• [TASK REQUIREMENTS]
Every record below should be printed exactly as given.

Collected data

┌──

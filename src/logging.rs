use crate::cli::Args;
use chrono::{NaiveDate, Utc};
use std::io::stdout;
use std::path::Path;
use tracing_appender::non_blocking::WorkerGuard;
use tracing_appender::rolling::{RollingFileAppender, Rotation};
use tracing_subscriber::{EnvFilter, fmt, prelude::*};
use tv_remote::constants::{DEFAULT_LOG_DIRECTIVE, LOG_FILE_NAME};
use tv_remote::{AppError, Config};

/// Sets up logging configuration for the application.
///
/// - Interactive mode: logs only to file, the remote owns the screen
/// - Non-interactive modes: logs only to file unless `--debug`, then stdout too
/// - Creates log directory if it doesn't exist
/// - A path from `--log-file` or the config is written as named, without rotation
/// - The default location uses a daily rolling file appender
///
/// Returns the path of the file being written to and the guard that must be kept alive
/// for the duration of the program to ensure proper log flushing.
pub async fn setup_logging(args: &Args) -> Result<(String, WorkerGuard), AppError> {
    // Config problems are reported later by the command itself
    let config_log_path = Config::load()
        .await
        .ok()
        .and_then(|config| config.log_file_path);

    let custom_log_path = args.log_file.as_deref().or(config_log_path.as_deref());
    let target = LogTarget::resolve(custom_log_path, Config::get_log_dir_path());
    let log_dir = &target.dir;

    if !Path::new(log_dir).exists() {
        tokio::fs::create_dir_all(log_dir).await.map_err(|e| {
            AppError::log_setup_error(format!("Failed to create log directory: {e}"))
        })?;
    }

    let file_appender = RollingFileAppender::new(target.rotation(), log_dir, &target.file_name);

    // The guard must be kept alive for the duration of the program
    // to ensure logs are flushed properly
    let (non_blocking, guard) = tracing_appender::non_blocking(file_appender);

    let registry = tracing_subscriber::registry();
    let file_layer = fmt::Layer::new()
        .with_writer(non_blocking)
        .with_ansi(false)
        .with_filter(crate_filter()?);

    if crate::cli::is_noninteractive_mode(args) && args.debug {
        registry
            .with(file_layer)
            .with(
                fmt::Layer::new()
                    .with_writer(stdout)
                    .with_ansi(true)
                    .with_filter(crate_filter()?),
            )
            .init();
    } else {
        registry.with(file_layer).init();
    }

    Ok((target.current_file(Utc::now().date_naive()), guard))
}

/// Directory and file name the appender writes to
#[derive(Debug, Clone, PartialEq, Eq)]
struct LogTarget {
    dir: String,
    file_name: String,
    daily: bool,
}

impl LogTarget {
    fn resolve(custom_path: Option<&str>, default_dir: String) -> Self {
        match custom_path {
            Some(custom_path) => {
                let path = Path::new(custom_path);
                let parent = path
                    .parent()
                    .filter(|p| !p.as_os_str().is_empty())
                    .unwrap_or(Path::new("."));
                let file_name = path
                    .file_name()
                    .and_then(|n| n.to_str())
                    .unwrap_or(LOG_FILE_NAME);
                Self {
                    dir: parent.to_string_lossy().to_string(),
                    file_name: file_name.to_string(),
                    daily: false,
                }
            }
            None => Self {
                dir: default_dir,
                file_name: LOG_FILE_NAME.to_string(),
                daily: true,
            },
        }
    }

    fn rotation(&self) -> Rotation {
        if self.daily {
            Rotation::DAILY
        } else {
            Rotation::NEVER
        }
    }

    /// Daily files carry a `.YYYY-MM-DD` suffix (UTC), as tracing-appender names them.
    fn current_file(&self, today: NaiveDate) -> String {
        let path = format!("{}/{}", self.dir, self.file_name);
        if self.daily {
            format!("{path}.{}", today.format("%Y-%m-%d"))
        } else {
            path
        }
    }
}

/// `RUST_LOG` filter with this crate at info by default
fn crate_filter() -> Result<EnvFilter, AppError> {
    let directive = DEFAULT_LOG_DIRECTIVE
        .parse()
        .map_err(|e| AppError::log_setup_error(format!("Invalid log directive: {e}")))?;
    Ok(EnvFilter::from_default_env().add_directive(directive))
}
use crate::cli::Args;
use tv_remote::ui;
use tv_remote::{AppError, Config};

/// Run the interactive application flow.
///
/// Terminal setup and cleanup happen inside the UI so the terminal is
/// restored even if drawing fails.
pub fn run_interactive(args: &Args, config: &Config) -> Result<(), AppError> {
    tracing::info!(
        "Starting interactive remote (channels 0-{}, volume 0-{})",
        config.max_channel,
        config.max_volume
    );
    ui::run_interactive_ui(config, args.debug)
}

└──

• [REPLY]
filename src/logging.rs
use crate::cli::Args;
use chrono::{NaiveDate, Utc};
use std::io::stdout;
use std::path::Path;
use tracing_appender::non_blocking::WorkerGuard;
use tracing_appender::rolling::{RollingFileAppender, Rotation};
use tracing_subscriber::{EnvFilter, fmt, prelude::*};
use tv_remote::constants::{DEFAULT_LOG_DIRECTIVE, LOG_FILE_NAME};
use tv_remote::{AppError, Config};

/// Sets up logging configuration for the application.
///
/// - Interactive mode: logs only to file, the remote owns the screen
/// - Non-interactive modes: logs only to file unless `--debug`, then stdout too
/// - Creates log directory if it doesn't exist
/// - A path from `--log-file` or the config is written as named, without rotation
/// - The default location uses a daily rolling file appender
///
/// Returns the path of the file being written to and the guard that must be kept alive
/// for the duration of the program to ensure proper log flushing.
pub async fn setup_logging(args: &Args) -> Result<(String, WorkerGuard), AppError> {
    // Config problems are reported later by the command itself
    let config_log_path = Config::load()
        .await
        .ok()
        .and_then(|config| config.log_file_path);

    let custom_log_path = args.log_file.as_deref().or(config_log_path.as_deref());
    let target = LogTarget::resolve(custom_log_path, Config::get_log_dir_path());
    let log_dir = &target.dir;

    if !Path::new(log_dir).exists() {
        tokio::fs::create_dir_all(log_dir).await.map_err(|e| {
            AppError::log_setup_error(format!("Failed to create log directory: {e}"))
        })?;
    }

    let file_appender = RollingFileAppender::new(target.rotation(), log_dir, &target.file_name);

    // The guard must be kept alive for the duration of the program
    // to ensure logs are flushed properly
    let (non_blocking, guard) = tracing_appender::non_blocking(file_appender);

    let registry = tracing_subscriber::registry();
    let file_layer = fmt::Layer::new()
        .with_writer(non_blocking)
        .with_ansi(false)
        .with_filter(crate_filter()?);

    if crate::cli::is_noninteractive_mode(args) && args.debug {
        registry
            .with(file_layer)
            .with(
                fmt::Layer::new()
                    .with_writer(stdout)
                    .with_ansi(true)
                    .with_filter(crate_filter()?),
            )
            .init();
    } else {
        registry.with(file_layer).init();
    }

    Ok((target.current_file(Utc::now().date_naive()), guard))
}

/// Directory and file name the appender writes to
#[derive(Debug, Clone, PartialEq, Eq)]
struct LogTarget {
    dir: String,
    file_name: String,
    daily: bool,
}

impl LogTarget {
    fn resolve(custom_path: Option<&str>, default_dir: String) -> Self {
        match custom_path {
            Some(custom_path) => {
                let path = Path::new(custom_path);
                let parent = path
                    .parent()
                    .filter(|p| !p.as_os_str().is_empty())
                    .unwrap_or(Path::new("."));
                let file_name = path
                    .file_name()
                    .and_then(|n| n.to_str())
                    .unwrap_or(LOG_FILE_NAME);
                Self {
                    dir: parent.to_string_lossy().to_string(),
                    file_name: file_name.to_string(),
                    daily: false,
                }
            }
            None => Self {
                dir: default_dir,
                file_name: LOG_FILE_NAME.to_string(),
                daily: true,
            },
        }
    }

    fn rotation(&self) -> Rotation {
        if self.daily {
            Rotation::DAILY
        } else {
            Rotation::NEVER
        }
    }

    /// Daily files carry a `.YYYY-MM-DD` suffix (UTC), as tracing-appender names them.
    fn current_file(&self, today: NaiveDate) -> String {
        let path = format!("{}/{}", self.dir, self.file_name);
        if self.daily {
            format!("{path}.{}", today.format("%Y-%m-%d"))
        } else {
            path
        }
    }
}

/// `RUST_LOG` filter with this crate at info by default
fn crate_filter() -> Result<EnvFilter, AppError> {
    let directive = DEFAULT_LOG_DIRECTIVE
        .parse()
        .map_err(|e| AppError::log_setup_error(format!("Invalid log directive: {e}")))?;
    Ok(EnvFilter::from_default_env().add_directive(directive))
}
use crate::cli::Args;
use tv_remote::ui;
use tv_remote::{AppError, Config};

/// Run the interactive application flow.
///
/// Terminal setup and cleanup happen inside the UI so the terminal is
/// restored even if drawing fails.
pub fn run_interactive(args: &Args, config: &Config) -> Result<(), AppError> {
    tracing::info!(
        "Starting interactive remote (channels 0-{}, volume 0-{})",
        config.max_channel,
        config.max_volume
    );
    ui::run_interactive_ui(config, args.debug)
}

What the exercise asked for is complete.